* [EXERCISE DETAILS] Give back every line of the material exactly, as it appears below.

* [SUPPLIED DATA]
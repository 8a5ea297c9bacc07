//! Functions for the core crypto.

use crypto_box::aead::generic_array::typenum::Unsigned;
use crypto_box::aead::AeadCore;
use rand::{CryptoRng, RngCore};

pub use crypto_box::{PublicKey, SecretKey, SalsaBox};

pub type Nonce = [u8; <SalsaBox as AeadCore>::NonceSize::USIZE];
/// Size of the nonce used with `SalsaBox`.
pub const NONCEBYTES: usize = <SalsaBox as AeadCore>::NonceSize::USIZE;
/// Size of the authentication tag appended by `SalsaBox`.
pub const MACBYTES: usize = <SalsaBox as AeadCore>::TagSize::USIZE;
/// Size of a `PublicKey`.
pub const PUBLICKEYBYTES: usize = crypto_box::KEY_SIZE;

/** Generate a fresh random nonce.

Every encrypted packet gets its own nonce drawn from the supplied RNG. Nonces
are never derived from counters shared between unrelated peers.
*/
pub fn gen_nonce<R: RngCore + CryptoRng>(rng: &mut R) -> Nonce {
    let mut nonce = [0; NONCEBYTES];
    rng.fill_bytes(&mut nonce);
    nonce
}

/// Compute the shared `SalsaBox` for our `SecretKey` and their `PublicKey`.
pub fn precompute(their_pk: &PublicKey, our_sk: &SecretKey) -> SalsaBox {
    SalsaBox::new(their_pk, our_sk)
}
//! LRU cache for `SalsaBox`es.

use std::num::NonZeroUsize;

use lru::LruCache;

use tox_crypto::*;

/// LRU cache for `SalsaBox`es.
///
/// Calculation of `SalsaBox` from the `PublicKey`-`SecretKey` pair is an
/// expensive operation. `SalsaBox`es should be cached whenever possible
/// and reused later.
pub struct PrecomputedCache {
    sk: SecretKey,
    precomputed_keys: LruCache<PublicKey, SalsaBox>,
}

impl PrecomputedCache {
    /// Create new `PrecomputedCache`.
    pub fn new(sk: SecretKey, capacity: NonZeroUsize) -> PrecomputedCache {
        PrecomputedCache {
            sk,
            precomputed_keys: LruCache::new(capacity),
        }
    }

    /// Get `SalsaBox` for the given `PublicKey`.
    pub fn get(&mut self, pk: PublicKey) -> SalsaBox {
        if let Some(precomputed_key) = self.precomputed_keys.get(&pk) {
            return precomputed_key.clone();
        }

        let precomputed_key = SalsaBox::new(&pk, &self.sk);
        self.precomputed_keys.put(pk, precomputed_key.clone());
        precomputed_key
    }
}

* [RESULT BELOW]
repository 8a5ea297c9bacc07
//! Functions for the core crypto.

use crypto_box::aead::generic_array::typenum::Unsigned;
use crypto_box::aead::AeadCore;
use rand::{CryptoRng, RngCore};

pub use crypto_box::{PublicKey, SecretKey, SalsaBox};

pub type Nonce = [u8; <SalsaBox as AeadCore>::NonceSize::USIZE];
/// Size of the nonce used with `SalsaBox`.
pub const NONCEBYTES: usize = <SalsaBox as AeadCore>::NonceSize::USIZE;
/// Size of the authentication tag appended by `SalsaBox`.
pub const MACBYTES: usize = <SalsaBox as AeadCore>::TagSize::USIZE;
/// Size of a `PublicKey`.
pub const PUBLICKEYBYTES: usize = crypto_box::KEY_SIZE;

/** Generate a fresh random nonce.

Every encrypted packet gets its own nonce drawn from the supplied RNG. Nonces
are never derived from counters shared between unrelated peers.
*/
pub fn gen_nonce<R: RngCore + CryptoRng>(rng: &mut R) -> Nonce {
    let mut nonce = [0; NONCEBYTES];
    rng.fill_bytes(&mut nonce);
    nonce
}

/// Compute the shared `SalsaBox` for our `SecretKey` and their `PublicKey`.
pub fn precompute(their_pk: &PublicKey, our_sk: &SecretKey) -> SalsaBox {
    SalsaBox::new(their_pk, our_sk)
}
//! LRU cache for `SalsaBox`es.

use std::num::NonZeroUsize;

use lru::LruCache;

use tox_crypto::*;

/// LRU cache for `SalsaBox`es.
///
/// Calculation of `SalsaBox` from the `PublicKey`-`SecretKey` pair is an
/// expensive operation. `SalsaBox`es should be cached whenever possible
/// and reused later.
pub struct PrecomputedCache {
    sk: SecretKey,
    precomputed_keys: LruCache<PublicKey, SalsaBox>,
}

impl PrecomputedCache {
    /// Create new `PrecomputedCache`.
    pub fn new(sk: SecretKey, capacity: NonZeroUsize) -> PrecomputedCache {
        PrecomputedCache {
            sk,
            precomputed_keys: LruCache::new(capacity),
        }
    }

    /// Get `SalsaBox` for the given `PublicKey`.
    pub fn get(&mut self, pk: PublicKey) -> SalsaBox {
        if let Some(precomputed_key) = self.precomputed_keys.get(&pk) {
            return precomputed_key.clone();
        }

        let precomputed_key = SalsaBox::new(&pk, &self.sk);
        self.precomputed_keys.put(pk, precomputed_key.clone());
        precomputed_key
    }
}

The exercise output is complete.